*About this task:*
Run through the records and, wherever a line holds the word "HttpRequest", return that line.

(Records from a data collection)
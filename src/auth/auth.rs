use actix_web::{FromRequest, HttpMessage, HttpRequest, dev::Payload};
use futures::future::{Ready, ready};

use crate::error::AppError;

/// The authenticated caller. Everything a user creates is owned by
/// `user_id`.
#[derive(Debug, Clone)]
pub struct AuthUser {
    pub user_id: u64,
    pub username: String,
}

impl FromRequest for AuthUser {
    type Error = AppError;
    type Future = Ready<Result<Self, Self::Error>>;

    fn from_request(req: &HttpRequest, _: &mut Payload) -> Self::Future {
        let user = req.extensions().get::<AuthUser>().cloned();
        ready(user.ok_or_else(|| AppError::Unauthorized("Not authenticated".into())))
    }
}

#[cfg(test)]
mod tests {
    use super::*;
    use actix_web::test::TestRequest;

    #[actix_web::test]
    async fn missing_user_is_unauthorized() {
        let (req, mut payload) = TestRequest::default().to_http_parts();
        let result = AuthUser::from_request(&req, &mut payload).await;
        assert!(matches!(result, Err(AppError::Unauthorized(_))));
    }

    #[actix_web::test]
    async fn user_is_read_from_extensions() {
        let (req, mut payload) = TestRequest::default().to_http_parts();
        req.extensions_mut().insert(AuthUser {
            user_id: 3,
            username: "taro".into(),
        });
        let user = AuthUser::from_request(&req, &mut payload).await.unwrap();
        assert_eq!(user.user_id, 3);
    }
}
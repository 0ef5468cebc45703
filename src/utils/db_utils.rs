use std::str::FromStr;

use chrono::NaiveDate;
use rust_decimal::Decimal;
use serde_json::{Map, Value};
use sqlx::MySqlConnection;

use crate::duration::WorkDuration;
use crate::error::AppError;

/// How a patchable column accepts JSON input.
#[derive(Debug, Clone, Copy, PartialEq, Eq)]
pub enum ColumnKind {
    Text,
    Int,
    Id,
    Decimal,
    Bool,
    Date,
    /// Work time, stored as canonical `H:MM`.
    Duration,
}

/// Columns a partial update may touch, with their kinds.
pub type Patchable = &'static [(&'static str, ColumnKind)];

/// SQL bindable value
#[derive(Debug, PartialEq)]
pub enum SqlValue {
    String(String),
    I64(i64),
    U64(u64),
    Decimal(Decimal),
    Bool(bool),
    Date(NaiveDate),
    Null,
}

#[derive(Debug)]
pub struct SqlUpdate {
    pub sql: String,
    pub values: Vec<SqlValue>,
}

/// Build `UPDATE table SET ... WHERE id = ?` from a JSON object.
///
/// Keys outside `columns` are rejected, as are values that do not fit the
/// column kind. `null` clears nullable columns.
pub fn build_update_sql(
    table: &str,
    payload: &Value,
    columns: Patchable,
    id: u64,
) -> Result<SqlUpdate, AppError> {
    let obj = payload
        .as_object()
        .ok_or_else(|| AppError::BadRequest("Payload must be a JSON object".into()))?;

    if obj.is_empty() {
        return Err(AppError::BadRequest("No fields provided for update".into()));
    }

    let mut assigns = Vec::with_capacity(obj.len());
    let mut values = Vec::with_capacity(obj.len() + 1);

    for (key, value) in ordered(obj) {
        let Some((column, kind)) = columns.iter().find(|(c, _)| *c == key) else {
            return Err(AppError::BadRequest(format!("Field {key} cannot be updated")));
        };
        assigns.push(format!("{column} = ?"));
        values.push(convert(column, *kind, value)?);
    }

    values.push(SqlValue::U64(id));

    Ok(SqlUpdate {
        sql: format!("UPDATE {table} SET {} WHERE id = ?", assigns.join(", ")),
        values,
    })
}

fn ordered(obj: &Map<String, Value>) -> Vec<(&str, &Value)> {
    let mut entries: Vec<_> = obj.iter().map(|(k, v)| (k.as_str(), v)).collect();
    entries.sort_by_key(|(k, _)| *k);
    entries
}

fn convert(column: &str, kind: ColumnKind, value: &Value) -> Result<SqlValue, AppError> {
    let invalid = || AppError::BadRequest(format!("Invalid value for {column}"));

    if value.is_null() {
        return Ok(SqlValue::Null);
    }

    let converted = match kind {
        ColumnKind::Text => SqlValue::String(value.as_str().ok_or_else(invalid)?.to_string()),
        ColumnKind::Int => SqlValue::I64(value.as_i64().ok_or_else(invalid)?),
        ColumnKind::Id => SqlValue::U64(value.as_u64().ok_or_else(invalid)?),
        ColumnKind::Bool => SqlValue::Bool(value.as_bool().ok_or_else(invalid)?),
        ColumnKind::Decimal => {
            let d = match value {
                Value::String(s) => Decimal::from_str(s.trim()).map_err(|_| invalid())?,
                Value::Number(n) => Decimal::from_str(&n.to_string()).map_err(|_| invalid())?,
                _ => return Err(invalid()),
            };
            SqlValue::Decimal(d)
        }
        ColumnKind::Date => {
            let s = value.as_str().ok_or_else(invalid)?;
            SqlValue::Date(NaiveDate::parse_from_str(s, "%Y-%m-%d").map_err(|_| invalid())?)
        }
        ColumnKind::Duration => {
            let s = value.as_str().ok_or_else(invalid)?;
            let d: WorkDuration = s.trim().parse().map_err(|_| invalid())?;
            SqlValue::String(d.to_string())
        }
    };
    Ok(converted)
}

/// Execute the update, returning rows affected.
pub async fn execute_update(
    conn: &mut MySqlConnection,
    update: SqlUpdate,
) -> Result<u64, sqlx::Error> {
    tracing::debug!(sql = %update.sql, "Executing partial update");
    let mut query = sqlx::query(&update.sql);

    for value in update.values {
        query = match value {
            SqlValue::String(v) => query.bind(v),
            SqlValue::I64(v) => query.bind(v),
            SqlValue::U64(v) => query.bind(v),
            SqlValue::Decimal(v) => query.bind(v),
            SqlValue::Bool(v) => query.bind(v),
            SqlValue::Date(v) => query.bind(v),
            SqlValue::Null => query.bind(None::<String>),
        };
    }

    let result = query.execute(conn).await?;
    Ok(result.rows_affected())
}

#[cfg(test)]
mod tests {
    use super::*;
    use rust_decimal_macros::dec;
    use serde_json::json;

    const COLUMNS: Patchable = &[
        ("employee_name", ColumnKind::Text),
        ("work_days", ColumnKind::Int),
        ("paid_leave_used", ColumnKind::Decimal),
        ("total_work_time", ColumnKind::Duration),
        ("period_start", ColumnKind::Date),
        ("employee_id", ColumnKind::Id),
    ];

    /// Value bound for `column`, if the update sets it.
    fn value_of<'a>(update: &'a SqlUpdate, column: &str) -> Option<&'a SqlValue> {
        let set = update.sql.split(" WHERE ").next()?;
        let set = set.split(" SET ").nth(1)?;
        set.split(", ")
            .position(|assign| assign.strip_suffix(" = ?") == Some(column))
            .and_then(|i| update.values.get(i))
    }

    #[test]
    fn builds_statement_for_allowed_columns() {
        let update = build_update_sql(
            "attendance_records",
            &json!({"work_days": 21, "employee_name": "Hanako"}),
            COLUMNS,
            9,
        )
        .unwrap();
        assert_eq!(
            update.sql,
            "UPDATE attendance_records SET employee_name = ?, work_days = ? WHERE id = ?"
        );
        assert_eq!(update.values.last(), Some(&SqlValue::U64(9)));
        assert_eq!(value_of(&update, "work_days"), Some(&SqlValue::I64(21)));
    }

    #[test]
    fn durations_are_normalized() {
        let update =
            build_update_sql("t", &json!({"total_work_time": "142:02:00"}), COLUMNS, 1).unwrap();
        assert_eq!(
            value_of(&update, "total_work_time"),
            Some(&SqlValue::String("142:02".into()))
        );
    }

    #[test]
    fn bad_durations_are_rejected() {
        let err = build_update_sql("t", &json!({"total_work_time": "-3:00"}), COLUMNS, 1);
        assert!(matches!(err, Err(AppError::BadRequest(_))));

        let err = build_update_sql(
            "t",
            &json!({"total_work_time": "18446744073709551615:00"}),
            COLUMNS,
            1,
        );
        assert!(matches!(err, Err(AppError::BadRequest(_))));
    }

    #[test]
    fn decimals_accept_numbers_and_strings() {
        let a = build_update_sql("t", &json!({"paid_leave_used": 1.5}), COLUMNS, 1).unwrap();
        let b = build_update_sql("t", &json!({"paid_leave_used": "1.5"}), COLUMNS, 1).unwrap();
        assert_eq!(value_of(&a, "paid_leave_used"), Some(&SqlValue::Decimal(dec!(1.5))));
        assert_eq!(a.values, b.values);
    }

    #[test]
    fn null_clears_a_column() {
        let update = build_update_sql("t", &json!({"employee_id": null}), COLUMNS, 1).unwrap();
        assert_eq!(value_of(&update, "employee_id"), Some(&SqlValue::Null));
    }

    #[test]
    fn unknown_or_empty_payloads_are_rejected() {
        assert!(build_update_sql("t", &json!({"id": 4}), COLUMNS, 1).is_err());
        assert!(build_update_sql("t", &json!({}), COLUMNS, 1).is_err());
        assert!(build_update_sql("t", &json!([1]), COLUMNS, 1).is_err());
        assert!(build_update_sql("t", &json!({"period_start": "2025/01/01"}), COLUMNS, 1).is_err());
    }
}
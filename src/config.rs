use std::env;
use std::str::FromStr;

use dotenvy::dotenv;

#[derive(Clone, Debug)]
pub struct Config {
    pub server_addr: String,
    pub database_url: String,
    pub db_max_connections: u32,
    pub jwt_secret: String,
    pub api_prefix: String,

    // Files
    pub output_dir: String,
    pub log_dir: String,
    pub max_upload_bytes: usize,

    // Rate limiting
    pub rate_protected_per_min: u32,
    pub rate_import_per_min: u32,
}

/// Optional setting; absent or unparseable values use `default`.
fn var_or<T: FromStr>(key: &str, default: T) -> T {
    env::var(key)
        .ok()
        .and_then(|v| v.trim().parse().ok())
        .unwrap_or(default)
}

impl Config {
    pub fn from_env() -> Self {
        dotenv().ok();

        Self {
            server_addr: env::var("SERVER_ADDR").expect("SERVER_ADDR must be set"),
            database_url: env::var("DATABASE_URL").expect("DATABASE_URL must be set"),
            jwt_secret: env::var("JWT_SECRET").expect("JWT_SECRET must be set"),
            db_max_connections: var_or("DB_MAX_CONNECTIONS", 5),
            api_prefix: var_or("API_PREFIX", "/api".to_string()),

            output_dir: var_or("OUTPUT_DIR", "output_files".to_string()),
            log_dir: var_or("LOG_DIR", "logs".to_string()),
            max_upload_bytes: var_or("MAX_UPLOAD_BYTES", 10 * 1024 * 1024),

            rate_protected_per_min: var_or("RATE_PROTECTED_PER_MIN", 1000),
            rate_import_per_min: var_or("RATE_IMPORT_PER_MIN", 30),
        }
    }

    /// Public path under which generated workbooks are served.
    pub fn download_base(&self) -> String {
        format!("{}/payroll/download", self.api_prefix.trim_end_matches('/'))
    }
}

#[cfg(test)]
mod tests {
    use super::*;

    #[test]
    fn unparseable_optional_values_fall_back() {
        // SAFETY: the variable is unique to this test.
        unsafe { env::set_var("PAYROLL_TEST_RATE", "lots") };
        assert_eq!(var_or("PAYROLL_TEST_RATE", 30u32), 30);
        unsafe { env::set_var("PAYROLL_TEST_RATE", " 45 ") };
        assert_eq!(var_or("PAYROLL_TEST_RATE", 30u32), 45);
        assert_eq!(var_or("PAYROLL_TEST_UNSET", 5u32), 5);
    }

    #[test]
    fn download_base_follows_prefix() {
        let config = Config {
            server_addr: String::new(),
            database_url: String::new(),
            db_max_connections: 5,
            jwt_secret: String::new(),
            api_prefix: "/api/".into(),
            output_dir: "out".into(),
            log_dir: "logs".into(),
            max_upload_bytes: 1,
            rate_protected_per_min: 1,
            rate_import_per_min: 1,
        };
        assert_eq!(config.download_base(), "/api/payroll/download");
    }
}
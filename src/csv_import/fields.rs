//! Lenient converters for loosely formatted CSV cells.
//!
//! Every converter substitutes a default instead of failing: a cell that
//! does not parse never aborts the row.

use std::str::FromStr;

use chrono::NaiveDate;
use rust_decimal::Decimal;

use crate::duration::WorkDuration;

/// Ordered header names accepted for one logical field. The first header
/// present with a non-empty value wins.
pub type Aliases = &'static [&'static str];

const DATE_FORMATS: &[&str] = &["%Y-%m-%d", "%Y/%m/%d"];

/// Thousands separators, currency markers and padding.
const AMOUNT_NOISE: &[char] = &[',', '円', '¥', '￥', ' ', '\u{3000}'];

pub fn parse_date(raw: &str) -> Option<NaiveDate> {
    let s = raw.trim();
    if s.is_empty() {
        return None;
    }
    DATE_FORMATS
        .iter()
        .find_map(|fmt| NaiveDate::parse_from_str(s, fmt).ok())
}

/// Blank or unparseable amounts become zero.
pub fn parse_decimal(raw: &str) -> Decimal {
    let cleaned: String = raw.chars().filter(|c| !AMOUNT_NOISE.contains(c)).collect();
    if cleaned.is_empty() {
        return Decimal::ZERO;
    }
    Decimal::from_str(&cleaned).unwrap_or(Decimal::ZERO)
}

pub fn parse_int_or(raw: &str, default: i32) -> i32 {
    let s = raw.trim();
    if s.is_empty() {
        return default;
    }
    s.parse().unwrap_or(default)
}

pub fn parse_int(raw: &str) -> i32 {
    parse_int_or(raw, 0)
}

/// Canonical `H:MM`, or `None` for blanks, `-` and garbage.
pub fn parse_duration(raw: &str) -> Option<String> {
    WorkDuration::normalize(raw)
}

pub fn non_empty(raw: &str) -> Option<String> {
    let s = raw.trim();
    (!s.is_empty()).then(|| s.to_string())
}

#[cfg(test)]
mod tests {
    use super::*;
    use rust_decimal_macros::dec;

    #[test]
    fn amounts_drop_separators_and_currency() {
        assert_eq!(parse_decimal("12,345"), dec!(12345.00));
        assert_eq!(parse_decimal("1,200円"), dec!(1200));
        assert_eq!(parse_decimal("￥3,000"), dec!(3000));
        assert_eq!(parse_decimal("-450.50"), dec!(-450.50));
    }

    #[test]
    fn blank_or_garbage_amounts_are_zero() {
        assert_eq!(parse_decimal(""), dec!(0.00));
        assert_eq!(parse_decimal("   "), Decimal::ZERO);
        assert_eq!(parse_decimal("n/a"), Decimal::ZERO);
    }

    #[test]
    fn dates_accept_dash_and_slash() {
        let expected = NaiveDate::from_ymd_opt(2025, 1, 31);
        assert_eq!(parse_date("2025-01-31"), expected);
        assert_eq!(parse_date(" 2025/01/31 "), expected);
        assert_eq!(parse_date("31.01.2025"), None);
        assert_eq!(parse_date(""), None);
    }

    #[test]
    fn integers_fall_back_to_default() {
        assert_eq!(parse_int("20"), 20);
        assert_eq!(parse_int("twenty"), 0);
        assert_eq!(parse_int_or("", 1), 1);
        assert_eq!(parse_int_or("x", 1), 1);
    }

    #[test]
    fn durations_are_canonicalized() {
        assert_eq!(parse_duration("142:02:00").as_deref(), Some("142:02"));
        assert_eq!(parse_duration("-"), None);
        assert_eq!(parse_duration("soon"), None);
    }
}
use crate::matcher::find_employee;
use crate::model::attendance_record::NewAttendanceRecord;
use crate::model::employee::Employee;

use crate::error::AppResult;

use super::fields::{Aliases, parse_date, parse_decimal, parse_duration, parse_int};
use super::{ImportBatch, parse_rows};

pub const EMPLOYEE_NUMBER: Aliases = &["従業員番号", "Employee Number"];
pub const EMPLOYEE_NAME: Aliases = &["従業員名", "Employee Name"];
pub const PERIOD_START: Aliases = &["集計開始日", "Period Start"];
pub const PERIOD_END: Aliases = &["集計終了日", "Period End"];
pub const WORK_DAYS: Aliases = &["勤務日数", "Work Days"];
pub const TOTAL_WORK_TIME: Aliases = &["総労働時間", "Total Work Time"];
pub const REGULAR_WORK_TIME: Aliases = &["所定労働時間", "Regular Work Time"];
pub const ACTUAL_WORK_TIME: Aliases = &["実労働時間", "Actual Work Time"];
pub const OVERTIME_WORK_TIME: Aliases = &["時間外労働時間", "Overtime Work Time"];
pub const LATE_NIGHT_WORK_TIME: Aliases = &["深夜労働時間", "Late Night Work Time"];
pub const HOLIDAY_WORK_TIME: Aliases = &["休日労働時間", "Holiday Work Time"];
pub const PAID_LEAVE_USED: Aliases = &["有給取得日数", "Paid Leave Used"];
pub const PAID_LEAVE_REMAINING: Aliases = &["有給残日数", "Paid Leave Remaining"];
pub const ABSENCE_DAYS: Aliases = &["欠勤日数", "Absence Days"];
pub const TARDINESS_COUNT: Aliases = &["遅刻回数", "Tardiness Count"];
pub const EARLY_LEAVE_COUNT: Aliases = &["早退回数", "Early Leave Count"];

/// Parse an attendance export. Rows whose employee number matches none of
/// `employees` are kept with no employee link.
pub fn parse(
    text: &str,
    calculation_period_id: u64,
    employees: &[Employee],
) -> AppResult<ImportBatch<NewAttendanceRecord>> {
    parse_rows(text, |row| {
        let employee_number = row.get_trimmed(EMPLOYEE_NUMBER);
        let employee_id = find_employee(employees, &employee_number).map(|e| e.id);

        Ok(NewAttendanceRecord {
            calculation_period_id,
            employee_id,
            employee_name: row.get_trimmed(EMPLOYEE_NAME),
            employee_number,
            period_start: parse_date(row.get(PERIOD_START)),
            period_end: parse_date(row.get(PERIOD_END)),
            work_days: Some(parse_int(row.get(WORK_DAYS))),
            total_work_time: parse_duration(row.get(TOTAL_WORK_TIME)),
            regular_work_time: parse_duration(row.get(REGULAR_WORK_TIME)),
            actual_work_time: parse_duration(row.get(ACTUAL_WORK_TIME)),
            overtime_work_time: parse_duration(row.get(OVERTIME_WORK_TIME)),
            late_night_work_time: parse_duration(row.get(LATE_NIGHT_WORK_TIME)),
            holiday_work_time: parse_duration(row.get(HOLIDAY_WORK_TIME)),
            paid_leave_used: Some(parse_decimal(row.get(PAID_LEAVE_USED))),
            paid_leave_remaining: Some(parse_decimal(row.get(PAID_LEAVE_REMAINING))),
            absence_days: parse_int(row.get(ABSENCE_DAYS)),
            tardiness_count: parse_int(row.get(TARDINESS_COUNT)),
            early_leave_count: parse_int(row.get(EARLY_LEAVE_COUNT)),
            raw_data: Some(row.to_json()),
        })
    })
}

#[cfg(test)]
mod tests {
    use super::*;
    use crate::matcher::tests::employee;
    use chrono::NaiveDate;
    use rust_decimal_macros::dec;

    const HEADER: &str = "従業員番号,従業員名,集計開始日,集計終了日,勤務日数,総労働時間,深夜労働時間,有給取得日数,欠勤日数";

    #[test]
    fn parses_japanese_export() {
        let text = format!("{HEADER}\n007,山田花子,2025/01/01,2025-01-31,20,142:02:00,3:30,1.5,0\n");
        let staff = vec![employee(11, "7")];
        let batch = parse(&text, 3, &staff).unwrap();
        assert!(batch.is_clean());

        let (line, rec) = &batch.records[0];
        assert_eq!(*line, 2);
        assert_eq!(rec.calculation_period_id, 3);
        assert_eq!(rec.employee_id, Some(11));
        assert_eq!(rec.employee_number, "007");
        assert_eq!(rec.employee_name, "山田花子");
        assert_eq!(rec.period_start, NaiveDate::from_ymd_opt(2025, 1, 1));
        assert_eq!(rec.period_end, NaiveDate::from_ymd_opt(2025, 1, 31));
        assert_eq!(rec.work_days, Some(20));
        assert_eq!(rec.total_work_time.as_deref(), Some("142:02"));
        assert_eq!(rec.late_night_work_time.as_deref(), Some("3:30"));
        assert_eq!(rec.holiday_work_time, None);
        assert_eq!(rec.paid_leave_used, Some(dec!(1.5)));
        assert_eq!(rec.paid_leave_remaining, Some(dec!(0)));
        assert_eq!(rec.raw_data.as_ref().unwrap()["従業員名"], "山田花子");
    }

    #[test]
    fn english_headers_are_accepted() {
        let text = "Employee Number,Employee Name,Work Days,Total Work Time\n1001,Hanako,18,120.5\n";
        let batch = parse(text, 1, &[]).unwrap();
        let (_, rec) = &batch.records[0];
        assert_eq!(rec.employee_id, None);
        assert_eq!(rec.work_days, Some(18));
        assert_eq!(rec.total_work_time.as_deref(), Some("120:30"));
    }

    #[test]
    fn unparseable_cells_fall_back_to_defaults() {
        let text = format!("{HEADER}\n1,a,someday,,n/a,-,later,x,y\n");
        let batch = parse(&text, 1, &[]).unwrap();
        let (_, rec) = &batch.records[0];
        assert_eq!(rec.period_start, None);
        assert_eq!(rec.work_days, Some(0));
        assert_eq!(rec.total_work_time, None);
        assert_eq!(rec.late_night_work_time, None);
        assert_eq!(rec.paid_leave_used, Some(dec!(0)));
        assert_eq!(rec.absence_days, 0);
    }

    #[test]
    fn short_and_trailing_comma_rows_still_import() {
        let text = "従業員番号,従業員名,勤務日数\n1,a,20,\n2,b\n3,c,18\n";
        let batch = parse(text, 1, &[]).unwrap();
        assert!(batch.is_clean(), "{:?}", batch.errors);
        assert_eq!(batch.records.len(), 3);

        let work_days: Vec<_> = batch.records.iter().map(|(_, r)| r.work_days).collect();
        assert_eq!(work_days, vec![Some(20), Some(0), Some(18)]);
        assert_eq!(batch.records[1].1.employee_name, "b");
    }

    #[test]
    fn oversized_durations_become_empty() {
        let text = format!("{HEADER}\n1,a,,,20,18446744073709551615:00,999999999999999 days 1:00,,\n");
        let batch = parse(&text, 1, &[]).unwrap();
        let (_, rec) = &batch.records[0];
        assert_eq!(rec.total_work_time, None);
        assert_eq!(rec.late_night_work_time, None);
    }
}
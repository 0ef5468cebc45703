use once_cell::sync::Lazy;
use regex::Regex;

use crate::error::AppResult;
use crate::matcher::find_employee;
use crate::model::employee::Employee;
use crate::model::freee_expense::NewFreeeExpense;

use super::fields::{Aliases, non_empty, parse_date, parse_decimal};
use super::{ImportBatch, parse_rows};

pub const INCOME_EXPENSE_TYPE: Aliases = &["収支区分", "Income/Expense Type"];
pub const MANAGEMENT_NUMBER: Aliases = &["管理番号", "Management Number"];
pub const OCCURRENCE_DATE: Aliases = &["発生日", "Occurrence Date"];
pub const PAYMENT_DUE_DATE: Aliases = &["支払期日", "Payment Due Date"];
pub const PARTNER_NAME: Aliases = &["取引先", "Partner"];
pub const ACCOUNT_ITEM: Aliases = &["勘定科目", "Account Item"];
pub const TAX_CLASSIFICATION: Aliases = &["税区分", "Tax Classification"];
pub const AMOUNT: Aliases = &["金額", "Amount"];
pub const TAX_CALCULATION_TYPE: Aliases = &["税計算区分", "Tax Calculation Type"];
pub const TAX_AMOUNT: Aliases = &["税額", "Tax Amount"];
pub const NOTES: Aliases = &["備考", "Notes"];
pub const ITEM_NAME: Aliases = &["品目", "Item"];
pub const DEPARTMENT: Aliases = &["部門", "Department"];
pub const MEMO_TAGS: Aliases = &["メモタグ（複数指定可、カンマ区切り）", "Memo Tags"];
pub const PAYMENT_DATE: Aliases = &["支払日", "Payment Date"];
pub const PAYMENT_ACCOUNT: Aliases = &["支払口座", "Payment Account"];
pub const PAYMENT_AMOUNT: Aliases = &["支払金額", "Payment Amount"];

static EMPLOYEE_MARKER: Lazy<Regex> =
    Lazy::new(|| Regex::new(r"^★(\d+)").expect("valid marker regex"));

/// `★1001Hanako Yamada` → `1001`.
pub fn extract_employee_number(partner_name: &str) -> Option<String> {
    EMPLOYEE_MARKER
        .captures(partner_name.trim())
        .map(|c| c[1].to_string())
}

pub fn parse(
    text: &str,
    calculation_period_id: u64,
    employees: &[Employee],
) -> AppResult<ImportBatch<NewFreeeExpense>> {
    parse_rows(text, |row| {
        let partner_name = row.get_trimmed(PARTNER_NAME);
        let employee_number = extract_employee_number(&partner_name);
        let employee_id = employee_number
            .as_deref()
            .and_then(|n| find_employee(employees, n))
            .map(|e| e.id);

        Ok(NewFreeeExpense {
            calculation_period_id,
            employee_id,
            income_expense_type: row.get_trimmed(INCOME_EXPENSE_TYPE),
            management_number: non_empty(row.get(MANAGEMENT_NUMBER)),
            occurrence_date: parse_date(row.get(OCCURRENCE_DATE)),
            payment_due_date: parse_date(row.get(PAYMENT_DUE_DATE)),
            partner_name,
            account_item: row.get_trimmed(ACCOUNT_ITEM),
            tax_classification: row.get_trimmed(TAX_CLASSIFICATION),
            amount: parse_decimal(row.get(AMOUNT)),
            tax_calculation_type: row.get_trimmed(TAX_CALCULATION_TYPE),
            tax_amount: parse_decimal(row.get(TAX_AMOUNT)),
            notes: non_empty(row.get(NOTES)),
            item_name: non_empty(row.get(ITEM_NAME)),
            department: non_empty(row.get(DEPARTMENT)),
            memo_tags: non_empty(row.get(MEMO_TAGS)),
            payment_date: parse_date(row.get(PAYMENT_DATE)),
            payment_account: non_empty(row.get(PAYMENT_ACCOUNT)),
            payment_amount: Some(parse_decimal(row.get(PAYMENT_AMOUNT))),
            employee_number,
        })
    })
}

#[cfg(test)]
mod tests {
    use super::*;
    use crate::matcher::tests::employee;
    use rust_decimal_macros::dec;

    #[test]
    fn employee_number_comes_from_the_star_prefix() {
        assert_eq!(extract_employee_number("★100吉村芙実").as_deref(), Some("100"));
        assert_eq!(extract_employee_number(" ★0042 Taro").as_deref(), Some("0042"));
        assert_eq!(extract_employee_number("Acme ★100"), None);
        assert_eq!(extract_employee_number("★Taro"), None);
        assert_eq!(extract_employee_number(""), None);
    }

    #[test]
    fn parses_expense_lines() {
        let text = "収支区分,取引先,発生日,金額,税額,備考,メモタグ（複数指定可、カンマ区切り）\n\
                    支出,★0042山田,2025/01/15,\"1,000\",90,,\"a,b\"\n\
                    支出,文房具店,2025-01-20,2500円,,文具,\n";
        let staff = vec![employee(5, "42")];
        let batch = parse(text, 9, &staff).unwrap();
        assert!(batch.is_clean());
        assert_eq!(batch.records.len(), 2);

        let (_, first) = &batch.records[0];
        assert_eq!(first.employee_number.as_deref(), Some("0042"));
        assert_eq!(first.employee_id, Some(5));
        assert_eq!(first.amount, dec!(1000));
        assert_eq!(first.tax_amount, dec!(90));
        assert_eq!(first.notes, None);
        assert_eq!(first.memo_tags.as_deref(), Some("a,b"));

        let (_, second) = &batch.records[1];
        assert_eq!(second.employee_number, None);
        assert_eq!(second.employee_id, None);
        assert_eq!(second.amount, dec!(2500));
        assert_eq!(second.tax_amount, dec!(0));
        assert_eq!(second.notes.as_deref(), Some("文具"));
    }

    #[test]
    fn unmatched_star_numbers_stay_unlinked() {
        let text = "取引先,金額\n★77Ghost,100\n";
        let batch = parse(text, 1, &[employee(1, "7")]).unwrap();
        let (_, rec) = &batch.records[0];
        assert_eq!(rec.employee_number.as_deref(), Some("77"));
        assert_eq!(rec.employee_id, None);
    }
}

*Exercise solution:*
use actix_web::{FromRequest, HttpMessage, HttpRequest, dev::Payload};
    fn from_request(req: &HttpRequest, _: &mut Payload) -> Self::Future {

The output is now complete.